**** Data under study

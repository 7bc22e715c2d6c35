//! Validation related error types

use thiserror::Error;

/// Validation and configuration errors
#[derive(Error, Debug)]
pub enum ValidationError {
    /// Tag name unusable for identity derivation
    #[error("Invalid tag name '{name}': {reason}")]
    InvalidName { name: String, reason: String },

    /// Invalid configuration
    #[error("Invalid configuration: {message}")]
    InvalidConfiguration { message: String },

    /// Invalid input parameter
    #[error("Invalid parameter '{parameter}': {reason}")]
    InvalidParameter { parameter: String, reason: String },

    /// Missing required field
    #[error("Missing required field: {field}")]
    MissingField { field: String },
}

impl ValidationError {
    /// Create an invalid name error
    pub fn invalid_name(name: &str, reason: &str) -> Self {
        Self::InvalidName {
            name: name.to_string(),
            reason: reason.to_string(),
        }
    }

    /// Create an invalid configuration error
    pub fn invalid_configuration(message: &str) -> Self {
        Self::InvalidConfiguration {
            message: message.to_string(),
        }
    }

    /// Create an invalid parameter error
    pub fn invalid_parameter(parameter: &str, reason: &str) -> Self {
        Self::InvalidParameter {
            parameter: parameter.to_string(),
            reason: reason.to_string(),
        }
    }

    /// Create a missing field error
    pub fn missing_field(field: &str) -> Self {
        Self::MissingField {
            field: field.to_string(),
        }
    }
}

#[cfg(test)]
mod tests {
    use super::*;

    #[test]
    fn test_invalid_name_error() {
        let error = ValidationError::invalid_name("", "name must not be empty");
        assert!(error.to_string().contains("Invalid tag name"));
        assert!(error.to_string().contains("must not be empty"));
    }

    #[test]
    fn test_invalid_configuration_error() {
        let error = ValidationError::invalid_configuration("Bad config");
        assert!(error.to_string().contains("Invalid configuration"));
        assert!(error.to_string().contains("Bad config"));
    }

    #[test]
    fn test_invalid_parameter_error() {
        let error = ValidationError::invalid_parameter("trash_state", "unknown code 7");
        assert!(error.to_string().contains("Invalid parameter"));
        assert!(error.to_string().contains("trash_state"));
        assert!(error.to_string().contains("unknown code 7"));
    }

    #[test]
    fn test_missing_field_error() {
        let error = ValidationError::missing_field("profile_id");
        assert!(error.to_string().contains("Missing required field"));
        assert!(error.to_string().contains("profile_id"));
    }
}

********

Task statement
The records are given above. Copy each line in them that holds "required".

Exercise response
    /// Missing required field
    #[error("Missing required field: {field}")]
        assert!(error.to_string().contains("Missing required field"));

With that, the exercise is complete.